The RFE method starts by searching for a subset of variables from the training dataset and eliminates the least important variable [53]. The remaining variables are then used to rebuild the base model. This process is repeated until a specific number of variables are retained, and the elimination order of variables is based on their rankings. This study employed a cross-validated RFE approach, with the RF algorithm serving as the estimator.

The CFS algorithm is a filter algorithm based on correlation. The assessment of the correlation between features and categories, as well as between features themselves, was performed using the coefficient ${\mathrm{Merit}}_{\mathrm{S}}$ explicated in Equation (1), enabling data cleaning. The key aspect of CFS is the heuristic evaluation of the value of feature subsets, which is achieved by calculating symmetric uncertainty (SU) explicated in Equation (2) to measure the correlation within the feature subset [54].

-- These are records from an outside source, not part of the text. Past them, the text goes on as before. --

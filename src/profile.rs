// SPDX-License-Identifier: AGPL-3.0-or-later
// Copyright (C) 2025 Blackman Artificial Intelligence Technologies Inc.

//! Rendering matched presets
//!
//! Two renderings of a record: a terminal summary and the plain-text profile
//! file users save next to their game config.

use std::collections::HashSet;
use std::fmt::Write as _;

use crate::dataset::HardwareRecord;

/// File name used when `--save` is given without a path
pub const DEFAULT_PROFILE_FILE: &str = "cs2_profile.txt";

/// Shown in place of an empty value
pub const PLACEHOLDER: &str = "—";

const QUOTES: [char; 3] = ['"', '\'', '`'];

/// Tidy a launch-options string.
///
/// Wrapping quotes are removed and whitespace collapsed. A repeated option
/// (`-novid`, `+fps_max`, compared case-insensitively) is dropped along with
/// its values; the first occurrence is kept.
pub fn clean_launch_options(raw: &str) -> String {
    let mut text = raw.trim();
    while let Some(inner) = strip_wrapping_quote(text) {
        text = inner.trim();
    }

    let mut seen = HashSet::new();
    let mut kept: Vec<&str> = Vec::new();
    let mut dropping = false;

    for token in text.split_whitespace() {
        if is_option(token) {
            dropping = !seen.insert(token.to_lowercase());
        }
        if !dropping {
            kept.push(token);
        }
    }

    kept.join(" ")
}

fn strip_wrapping_quote(text: &str) -> Option<&str> {
    let first = text.chars().next()?;
    if !QUOTES.contains(&first) || text.len() < 2 || !text.ends_with(first) {
        return None;
    }
    Some(&text[first.len_utf8()..text.len() - first.len_utf8()])
}

/// `-x` and `+x` are options; `-1` is a value.
fn is_option(token: &str) -> bool {
    let mut chars = token.chars();
    match (chars.next(), chars.next()) {
        (Some('-' | '+'), Some(next)) => !next.is_ascii_digit() && next != '.',
        _ => false,
    }
}

fn or_placeholder(value: &str) -> &str {
    if value.trim().is_empty() {
        PLACEHOLDER
    } else {
        value
    }
}

/// Plain-text profile for saving to disk.
pub fn render_profile(record: &HardwareRecord) -> String {
    let payload = &record.payload;
    let mut out = String::new();

    let _ = writeln!(out, "CPU: {}", record.cpu);
    let _ = writeln!(out, "GPU: {}", record.gpu);
    let _ = writeln!(out, "RAM: {}", record.ram);
    out.push('\n');

    let sections = [
        ("Game Settings", payload.game_settings.clone()),
        ("Launch Options", clean_launch_options(&payload.launch_options)),
        ("Control Panel", payload.control_panel.clone()),
        ("Windows Optimization", payload.windows_optimization.clone()),
    ];
    for (title, body) in &sections {
        let _ = writeln!(out, "[{}]\n{}\n", title, body);
    }

    let _ = writeln!(out, "FPS Estimate: {}", or_placeholder(&payload.fps_estimate));
    let _ = writeln!(out, "Source: {}", payload.source);
    out
}

/// Terminal rendering of a record.
pub fn render_summary(record: &HardwareRecord) -> String {
    let payload = &record.payload;
    let launch = clean_launch_options(&payload.launch_options);
    let mut out = String::new();

    let _ = writeln!(
        out,
        "{} / {} / {}",
        or_placeholder(&record.cpu),
        or_placeholder(&record.gpu),
        or_placeholder(&record.ram)
    );
    out.push('\n');

    let _ = writeln!(out, "Game settings:\n  {}", or_placeholder(&payload.game_settings));
    let _ = writeln!(out, "Launch options:\n  {}", or_placeholder(&launch));
    let _ = writeln!(out, "Driver panel:\n  {}", or_placeholder(&payload.control_panel));
    let _ = writeln!(
        out,
        "Windows optimization:\n  {}",
        or_placeholder(&payload.windows_optimization)
    );
    out.push('\n');
    let _ = writeln!(out, "Expected FPS: {}", or_placeholder(&payload.fps_estimate));
    let _ = write!(out, "Source: {}", or_placeholder(&payload.source));
    out
}
// SPDX-License-Identifier: AGPL-3.0-or-later
// Copyright (C) 2025 Blackman Artificial Intelligence Technologies Inc.

//! Subcommand implementations
//!
//! Each module renders its result as text or JSON and prints it; the
//! rendering functions are public so they can be tested without stdout.

pub mod dataset;
pub mod find;
pub mod normalize;
pub mod options;
pub mod settings;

$${\mathrm{Merit}}_{\mathrm{S}}=\frac{{\mathrm{kr}}_{\mathrm{cf}}^{-}}{\sqrt{\mathrm{k}+\mathrm{k}\left(\mathrm{k}-1\right){\mathrm{r}}_{\mathrm{ff}}^{-}}}$$

(1)

Theorem 1.

$Meri{t}_S$ is the evaluated value of a subset of features, containing K features, $r_{cf}^{-}$ is the average correlation between features and classes, and $r_{ff}^{-}$ is the average correlation between features and features.

$$\mathrm{SU}=2.0\ast \left[\frac{\mathrm{H}\left(\mathrm{X}\right)+\mathrm{H}\left(\mathrm{Y}\right)-\mathrm{H}\left(\mathrm{X},\mathrm{Y}\right)}{\mathrm{H}\left(\mathrm{X}\right)+\mathrm{H}\left(\mathrm{Y}\right)}\right]$$

(2)

The CFS algorithm operates on the initial feature space and performs a search for feature subspaces using forward selection or backward elimination. It constructs a feature subset T and utilizes a heuristic estimation method to evaluate the correlations between features within the feature subset and between features and the class. The CFS method can determine the number of selected subset features and ranks the feature subsets instead of individual features.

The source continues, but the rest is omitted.